In the pre-1.0 era, a key development challenge was stabilizing the asynchronous engine's integration with Twisted, ensuring reliable handling of high-volume crawls while mitigating issues like connection pooling and error recovery in dynamic web environments.[2] This period involved iterative refactoring to balance performance with maintainability, laying the groundwork for Scrapy's reputation as a production-ready tool.[33]
Major Releases and Evolution
Scrapy was initially developed in 2007 by Shane Evans at Mydeco, a London-based e-commerce startup, to automate data collection from websites, and it was open-sourced in August 2008 under the BSD license by Pablo Hoffman, marking its first public release as version 0.7.[2] Early versions, such as 0.16 released on October 18, 2012, introduced key features like Spider Contracts for formal spider testing and the AutoThrottle extension for adaptive download delays, while dropping support for outdated Python 2.5 and Twisted 2.5.[21]
The project reached a significant milestone with Scrapy 1.0.0 on June 19, 2015, which established a stable API by allowing spiders to return dictionaries instead of rigid Items, adding per-spider custom settings, and switching to Python's built-in logging system from Twisted's, with backward compatibility maintained.[21] This release emphasized simplicity in the Crawler API and included numerous bug fixes, solidifying Scrapy's role as a mature framework for large-scale scraping.[21] Subsequent 1.x versions built on this foundation; for instance, Scrapy 1.1.0 on May 11, 2016, enabled robots.txt compliance by default and introduced beta Python 3 support (requiring Twisted 15.5+), addressing growing demands for cross-version compatibility.[21] By Scrapy 1.5.0 on December 29, 2017, enhancements included better Google Cloud Storage integration and refined item pipeline behaviors, improving efficiency for cloud-based deployments.[35]

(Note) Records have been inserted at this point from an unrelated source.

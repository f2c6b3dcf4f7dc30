use std::fs;
use std::io::{self, BufRead, Write};
use std::path::{Path, PathBuf};
use std::sync::Arc;
use std::time::Duration;

use anyhow::{bail, Context, Result};
use clap::{Parser, Subcommand};
use convo_engine::{
    conversation_schema_json, AudioClip, AudioPlayer, ContainerMode, ConversationBundle,
    ConversationLibrary, ConversationPlayer, ConversationState, DialogueUi, DialogueUpdate,
    EmptyScene, EngineConfig, PlaybackHost, PlaylistPlayback, PlaylistStatus,
};
use tracing::{debug, info};
use tracing_subscriber::{fmt, prelude::*, EnvFilter};

const FRAME: Duration = Duration::from_millis(50);

#[derive(Parser)]
#[command(author, version, about = "Conversation playback CLI")]
struct Cli {
    /// Engine config in TOML; defaults apply when omitted.
    #[arg(long, global = true)]
    config: Option<PathBuf>,
    #[command(subcommand)]
    command: Command,
}

#[derive(Subcommand)]
enum Command {
    /// Play a conversation or container from a bundle in the terminal.
    Play {
        bundle: PathBuf,
        #[arg(long, conflicts_with = "container")]
        conversation: Option<String>,
        #[arg(long)]
        container: Option<String>,
        /// Start entry alias or conversation name inside the container.
        #[arg(long)]
        start: Option<String>,
        /// Loop a playlist container regardless of its own flag.
        #[arg(long = "loop", default_value_t = false)]
        looped: bool,
        #[arg(long)]
        language: Option<String>,
        /// Advance lines without waiting for Enter.
        #[arg(long, default_value_t = false)]
        auto: bool,
        #[arg(long, default_value_t = 100_000)]
        max_frames: usize,
    },
    /// Validate a bundle and list data issues.
    Check { bundle: PathBuf },
    /// Print the JSON schema of conversation bundles.
    Schema {
        #[arg(short, long)]
        output: Option<PathBuf>,
    },
}

fn main() -> Result<()> {
    tracing_subscriber::registry()
        .with(
            EnvFilter::try_from_default_env()
                .unwrap_or_else(|_| "convo_engine=info,convo=info".into()),
        )
        .with(fmt::layer().with_writer(io::stderr))
        .init();

    let cli = Cli::parse();
    let config = match &cli.config {
        Some(path) => {
            EngineConfig::load(path).with_context(|| format!("load {}", path.display()))?
        }
        None => EngineConfig::default(),
    };
    match cli.command {
        Command::Play {
            bundle,
            conversation,
            container,
            start,
            looped,
            language,
            auto,
            max_frames,
        } => play(
            config,
            &bundle,
            PlayTarget {
                conversation,
                container,
                start,
                looped,
            },
            language.as_deref(),
            auto,
            max_frames,
        ),
        Command::Check { bundle } => check(&bundle),
        Command::Schema { output } => schema(output.as_deref()),
    }
}

struct PlayTarget {
    conversation: Option<String>,
    container: Option<String>,
    start: Option<String>,
    looped: bool,
}

fn load_bundle(path: &Path) -> Result<ConversationBundle> {
    let raw = fs::read_to_string(path).with_context(|| format!("read {}", path.display()))?;
    let is_yaml = path
        .extension()
        .and_then(|ext| ext.to_str())
        .is_some_and(|ext| ext.eq_ignore_ascii_case("yaml") || ext.eq_ignore_ascii_case("yml"));
    let bundle = if is_yaml {
        serde_yaml::from_str(&raw).context("parse yaml bundle")?
    } else {
        ConversationBundle::from_json(&raw).context("parse json bundle")?
    };
    Ok(bundle)
}

fn load_library(path: &Path) -> Result<ConversationLibrary> {
    let bundle = load_bundle(path)?;
    Ok(ConversationLibrary::from_bundle(bundle)?)
}

fn check(path: &Path) -> Result<()> {
    let library = load_library(path)?;
    let issues = library.validate();
    for issue in &issues {
        match issue.line_index {
            Some(line) => println!("{}#{line}: {:?}", issue.conversation_id, issue.kind),
            None => println!("{}: {:?}", issue.conversation_id, issue.kind),
        }
    }
    if !issues.is_empty() {
        bail!("{} data issue(s) in {}", issues.len(), path.display());
    }
    println!("ok: {} conversation(s)", library.conversations().count());
    Ok(())
}

fn schema(output: Option<&Path>) -> Result<()> {
    let json = conversation_schema_json()?;
    match output {
        Some(path) => {
            if let Some(parent) = path.parent() {
                fs::create_dir_all(parent)?;
            }
            fs::write(path, json).with_context(|| format!("write {}", path.display()))?;
        }
        None => println!("{json}"),
    }
    Ok(())
}

/// Prints lines to stdout and waits for Enter unless running unattended.
struct ConsoleUi {
    auto: bool,
}

impl DialogueUi for ConsoleUi {
    fn update_dialogue_ui(&mut self, update: &DialogueUpdate<'_>) {
        let visuals: Vec<String> = update
            .visuals
            .iter()
            .map(|visual| format!("{}:{}", visual.character_id, visual.representation))
            .collect();
        if visuals.is_empty() {
            println!("{}: {}", update.speaker_name, update.text);
        } else {
            println!("{}: {}  [{}]", update.speaker_name, update.text, visuals.join(", "));
        }
    }

    fn update_for_language_change(&mut self, text: &str, language: &str) {
        println!("({language}) {text}");
    }

    fn poll_user_input(&mut self) -> bool {
        if self.auto {
            return true;
        }
        print!("> ");
        let _ = io::stdout().flush();
        let mut buffer = String::new();
        match io::stdin().lock().read_line(&mut buffer) {
            Ok(0) | Err(_) => {
                self.auto = true;
                true
            }
            Ok(_) => true,
        }
    }

    fn hide_dialogue(&mut self) {
        println!("---");
    }
}

/// Logs clips instead of playing them.
struct ConsoleAudio;

impl AudioPlayer for ConsoleAudio {
    fn play(&mut self, clip: &AudioClip) {
        info!(clip = clip.asset.as_str(), "audio");
    }

    fn is_playing(&self) -> bool {
        false
    }
}

fn play(
    config: EngineConfig,
    path: &Path,
    target: PlayTarget,
    language: Option<&str>,
    auto: bool,
    max_frames: usize,
) -> Result<()> {
    let library = Arc::new(load_library(path)?);
    let mut settings = config.language_settings();
    if let Some(code) = language {
        settings.set_language(code)?;
    }
    let mut player = ConversationPlayer::new(config, Arc::clone(&library));
    let mut ui = ConsoleUi { auto };
    let mut audio = ConsoleAudio;
    let mut scene = EmptyScene;
    let mut host = PlaybackHost {
        ui: &mut ui,
        audio: &mut audio,
        scene: &mut scene,
        language: &settings,
    };

    let mut playlist = None;
    match (&target.container, &target.conversation) {
        (Some(name), _) => {
            let container = library
                .container(name)
                .with_context(|| format!("unknown container '{name}'"))?;
            if container.mode == ContainerMode::Playlist {
                let loop_override = target.looped.then_some(true);
                playlist = Some(PlaylistPlayback::new(
                    &container,
                    &library,
                    target.start.as_deref(),
                    loop_override,
                ));
            } else {
                player.start_from_container(name, target.start.as_deref())?;
            }
        }
        (None, Some(id)) => {
            player.start_by_id(id)?;
        }
        (None, None) => {
            let first = library
                .conversations()
                .next()
                .cloned()
                .context("bundle contains no conversations")?;
            player.start_conversation(Some(first))?;
        }
    }

    let mut frames = 0;
    loop {
        if frames >= max_frames {
            info!(frames, "frame limit reached");
            break;
        }
        frames += 1;

        if let Some(playback) = playlist.as_mut() {
            if playback.tick(&mut player, FRAME)? == PlaylistStatus::Finished
                && player.state() == ConversationState::Idle
            {
                break;
            }
        }
        let state = player.tick(&mut host, FRAME);
        for event in player.drain_events() {
            debug!(event = %event.to_json_string(), "playback");
        }
        if playlist.is_none() && state == ConversationState::Idle {
            break;
        }
        if !auto {
            std::thread::sleep(FRAME);
        }
    }
    player.shutdown(&mut host);
    Ok(())
}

Scrapy 2.0.0, released on March 3, 2020, represented a major evolution by fully embracing asynchronous programming with initial asyncio support, alongside changes to scheduler queue handling for better customization.[21] This version dropped Python 2 support entirely, aligning with the ecosystem's shift to Python 3, and introduced features like improved HTTP authentication to mitigate credential exposure risks in later patches, such as 2.5.1 on October 5, 2021.[21] Security-focused updates continued, with Scrapy 2.6.0 on March 1, 2022, enhancing cookie handling to prevent exploits via redirects.[21]
In recent years, Scrapy has adapted to modern Python runtimes and performance needs. Scrapy 2.11.0 on September 18, 2023, allowed spiders to modify settings dynamically via the from_crawler method and added periodic stats logging for better monitoring.[36] The 2.12.0 release on November 18, 2024, dropped Python 3.8 support while adding Python 3.13 compatibility and introducing JsonResponse for streamlined JSON handling.[36] Most notably, Scrapy 2.13.0 on May 8, 2025, made the asyncio reactor the default (replacing Twisted's), deprecated non-async middlewares, and adjusted defaults like increasing DOWNLOAD_DELAY to 1 second and reducing CONCURRENT_REQUESTS_PER_DOMAIN to 1 for more ethical scraping out-of-the-box, with subsequent 2.13.x patches refining callback precedence and engine stability.[21] These changes reflect Scrapy's ongoing evolution toward async-native, secure, and user-friendly web extraction, driven by community contributions exceeding 11,000 GitHub commits.[2]